Des négociations, cela semble bien, après tout, toutes les guerres ne se terminent pas à la table des négociations, mais de nombreuses guerres se terminent à la table des négociations – au XXe siècle, selon l'historien Jörn Leonhard, c'était 40 pour cent. Mais l’appel à des négociations avec la Russie suggère souvent qu’il existe au Kremlin une volonté de dialogue dont l’Occident dans son ensemble et l’Ukraine ne profitent pas. Est-ce ainsi? Poutine veut-il négocier ?
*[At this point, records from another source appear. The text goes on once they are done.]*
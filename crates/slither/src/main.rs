//! Slither - a chain of circles that follows the mouse

mod config;
mod events;
mod render;
mod snake;
mod state;
mod update;

use anyhow::Result;
use state::SlitherState;
use std::sync::Arc;
use winit::{
    application::ApplicationHandler,
    event::WindowEvent,
    event_loop::{ActiveEventLoop, ControlFlow, EventLoop},
    window::{Window, WindowId},
};

struct App {
    state: Option<SlitherState>,
}

impl App {
    fn new() -> Self {
        Self { state: None }
    }
}

impl ApplicationHandler for App {
    fn resumed(&mut self, event_loop: &ActiveEventLoop) {
        if self.state.is_none() {
            let config = config::AppConfig::load();
            let size = winit::dpi::LogicalSize::new(config.window_width, config.window_height);
            let window_attrs = Window::default_attributes()
                .with_title(config.title.clone())
                .with_inner_size(size);

            let window = match event_loop.create_window(window_attrs) {
                Ok(w) => Arc::new(w),
                Err(e) => {
                    log::error!("Failed to create window: {}", e);
                    event_loop.exit();
                    return;
                }
            };

            match pollster::block_on(SlitherState::new(window.clone(), &config)) {
                Ok(s) => {
                    self.state = Some(s);
                    window.request_redraw();
                }
                Err(e) => {
                    log::error!("Failed to initialize: {:#}", e);
                    event_loop.exit();
                }
            }
        }
    }

    fn window_event(&mut self, event_loop: &ActiveEventLoop, _id: WindowId, event: WindowEvent) {
        if let Some(state) = &mut self.state {
            if state.handle_window_event(event) || !state.running {
                event_loop.exit();
            }
        }
    }

    fn exiting(&mut self, _event_loop: &ActiveEventLoop) {
        if let Some(state) = &mut self.state {
            state.shutdown();
        }
    }
}

fn main() -> Result<()> {
    env_logger::Builder::from_env(env_logger::Env::default().default_filter_or("info")).init();

    println!("╔════════════════════════════════════════╗");
    println!("║                Slither                 ║");
    println!("╠════════════════════════════════════════╣");
    println!("║  CONTROLS:                             ║");
    println!("║    Mouse   - Steer the head            ║");
    println!("║    Space   - Grow one segment          ║");
    println!("║    Escape  - Quit                      ║");
    println!("╚════════════════════════════════════════╝");

    log::info!("Starting Slither");

    let event_loop = EventLoop::new()?;
    // Redraw continuously; the simulation advances once per frame.
    event_loop.set_control_flow(ControlFlow::Poll);

    let mut app = App::new();
    event_loop.run_app(&mut app)?;

    Ok(())
}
En conclusion, il est impossible de répondre à cette question : Poutine ne sait peut-être même pas ce qu’il « veut » réellement. Mais vous pouvez examiner ses déclarations pour voir s’il manifeste une volonté de négocier. C’est ce qu’il fait : Poutine déclare à plusieurs reprises qu’il est prêt à négocier. « Nous n'avons jamais rejeté les négociations », a-t-il par exemple déclaré dans une interview télévisée diffusée en Russie quelques jours avant l'élection présidentielle.
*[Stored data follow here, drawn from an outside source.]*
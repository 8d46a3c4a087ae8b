//! Triangle-fan mesh data before GPU upload.

use glam::Vec3;

/// A contiguous run of vertices drawn as one triangle fan around its first vertex.
#[derive(Debug, Clone, Copy, PartialEq, Eq, Hash)]
pub struct FanRange {
    pub first_vertex: u32,
    pub vertex_count: u32,
}

impl FanRange {
    pub fn new(first_vertex: u32, vertex_count: u32) -> Self {
        Self {
            first_vertex,
            vertex_count,
        }
    }

    /// Number of triangles in the fan (one per ring edge).
    pub fn triangle_count(&self) -> u32 {
        self.vertex_count.saturating_sub(2)
    }

    /// Number of triangle-list indices needed to draw the fan.
    pub fn index_count(&self) -> u32 {
        self.triangle_count() * 3
    }
}

/// Vertex positions laid out as one or more consecutive triangle fans.
#[derive(Debug, Clone, Default, PartialEq)]
pub struct FanMesh {
    pub vertices: Vec<[f32; 3]>,
    pub fans: Vec<FanRange>,
}

impl FanMesh {
    pub fn new() -> Self {
        Self::default()
    }

    /// Append a fan: `center` first, then the ring points in order.
    pub fn push_fan(&mut self, center: Vec3, ring: impl IntoIterator<Item = Vec3>) -> FanRange {
        let first_vertex = self.vertices.len() as u32;
        self.vertices.push(center.into());
        self.vertices.extend(ring.into_iter().map(<[f32; 3]>::from));
        let range = FanRange::new(first_vertex, self.vertices.len() as u32 - first_vertex);
        self.fans.push(range);
        range
    }

    pub fn vertex_count(&self) -> u32 {
        self.vertices.len() as u32
    }

    /// Largest fan, in vertices. Index buffers are sized for this.
    pub fn max_fan_vertices(&self) -> u32 {
        self.fans.iter().map(|f| f.vertex_count).max().unwrap_or(0)
    }

    /// Fan-local triangle-list indices `(0, k, k + 1)` covering the largest fan.
    /// Draw fan `f` with `f.index_count()` of these and `f.first_vertex` as the base vertex.
    pub fn fan_indices(&self) -> Vec<u32> {
        fan_indices(self.max_fan_vertices())
    }
}

/// Triangle-list indices for a fan of `vertex_count` vertices with the apex at index 0.
pub fn fan_indices(vertex_count: u32) -> Vec<u32> {
    let triangles = vertex_count.saturating_sub(2);
    let mut indices = Vec::with_capacity(triangles as usize * 3);
    for k in 1..=triangles {
        indices.extend_from_slice(&[0, k, k + 1]);
    }
    indices
}

#[cfg(test)]
mod tests {
    use super::*;

    #[test]
    fn fan_indices_share_apex() {
        let indices = fan_indices(5);
        assert_eq!(indices, vec![0, 1, 2, 0, 2, 3, 0, 3, 4]);
    }

    #[test]
    fn fan_indices_degenerate_sizes_are_empty() {
        assert!(fan_indices(0).is_empty());
        assert!(fan_indices(2).is_empty());
    }

    #[test]
    fn push_fan_records_consecutive_ranges() {
        let mut mesh = FanMesh::new();
        let a = mesh.push_fan(Vec3::ZERO, [Vec3::X, Vec3::Y, -Vec3::X]);
        let b = mesh.push_fan(Vec3::ONE, [Vec3::X, Vec3::Y]);
        assert_eq!(a, FanRange::new(0, 4));
        assert_eq!(b, FanRange::new(4, 3));
        assert_eq!(mesh.vertex_count(), 7);
        assert_eq!(mesh.max_fan_vertices(), 4);
        assert_eq!(a.index_count(), 6);
        assert_eq!(mesh.fan_indices().len(), 6);
    }
}
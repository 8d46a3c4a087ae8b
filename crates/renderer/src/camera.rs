//! Orthographic screen camera.

use bytemuck::{Pod, Zeroable};
use glam::{Mat4, Vec2};

/// Fixed-size orthographic view with the origin at the bottom-left.
#[derive(Debug, Clone, Copy, PartialEq)]
pub struct Camera {
    /// Visible world width in units.
    pub width: f32,
    /// Visible world height in units.
    pub height: f32,
    /// Near clipping plane.
    pub near: f32,
    /// Far clipping plane.
    pub far: f32,
}

impl Camera {
    pub fn new(width: f32, height: f32) -> Self {
        Self {
            width,
            height,
            near: -1.0,
            far: 1.0,
        }
    }

    /// World extent as a vector.
    pub fn size(&self) -> Vec2 {
        Vec2::new(self.width, self.height)
    }

    /// Get the projection matrix: `ortho(0, width, 0, height, near, far)`.
    pub fn projection_matrix(&self) -> Mat4 {
        Mat4::orthographic_rh(0.0, self.width, 0.0, self.height, self.near, self.far)
    }
}

/// Camera uniform data for GPU.
#[repr(C)]
#[derive(Debug, Clone, Copy, Pod, Zeroable)]
pub struct CameraUniform {
    pub projection: [[f32; 4]; 4],
}

impl CameraUniform {
    pub fn new() -> Self {
        Self {
            projection: Mat4::IDENTITY.to_cols_array_2d(),
        }
    }

    pub fn update(&mut self, camera: &Camera) {
        self.projection = camera.projection_matrix().to_cols_array_2d();
    }
}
Il y en a pour tous les goûts en matière de signaux

Cependant, l'entretien contient également des signaux complètement différents, c'est un « oui, mais » constant. Poutine a déclaré : « Sommes-nous prêts à négocier ? Absolument. Mais nous ne sommes certainement pas prêts à des pourparlers basés sur une sorte de 'vœu pieux' découlant de la consommation de drogues psychoactives ; nous sommes plutôt prêts à des pourparlers basés sur les réalités. qui se sont développés sur le terrain. » Pour le public russe, la référence à la drogue est claire : Poutine et la propagande russe accusent constamment le gouvernement ukrainien et le président ukrainien Volodymyr Zelensky d’être toxicomanes.

La mention par Poutine des « réalités sur le terrain » indique que la Russie ne serait pas disposée à restituer les territoires conquis. Après tout, le Kremlin a déjà déclaré les quatre régions ukrainiennes de Louhansk, Donetsk, Kherson et Zaporizhzhia territoire national russe par le biais d’un amendement constitutionnel, même sans les contrôler totalement. Cela ne semble pas que vous soyez prêt à négocier. « Les négociations de paix signifient que les parties s'assoient à la table et recherchent des compromis sur la manière de vivre dans une paix durable », explique Nicole Deitelhoff, chercheuse sur la paix et les conflits sur ntv.de. « Si une partie dicte à l'autre comment cela doit se dérouler, alors il ne s'agit pas de négociations de paix, alors il s'agit d'une capitulation. »

Dans l'interview, Poutine a également déclaré qu'il serait « ridicule » si la Russie négociait « simplement parce qu'ils (les Ukrainiens) sont à court de munitions ». La phrase a ensuite été immédiatement suivie par la déclaration selon laquelle la Russie était bien sûr ouverte à une « discussion sérieuse » et souhaitait résoudre « tous les conflits » de manière pacifique – pour ensuite immédiatement restreindre à nouveau qu'une « rupture » ne devait pas servir « l'ennemi ». » avec de nouvelles armes. Les signaux opposés alternent, il y en a pour tous les goûts. Poutine creuse ainsi le fossé entre ceux qui, en Occident, estiment que les négociations sont nécessaires et ceux qui les trouvent absurdes.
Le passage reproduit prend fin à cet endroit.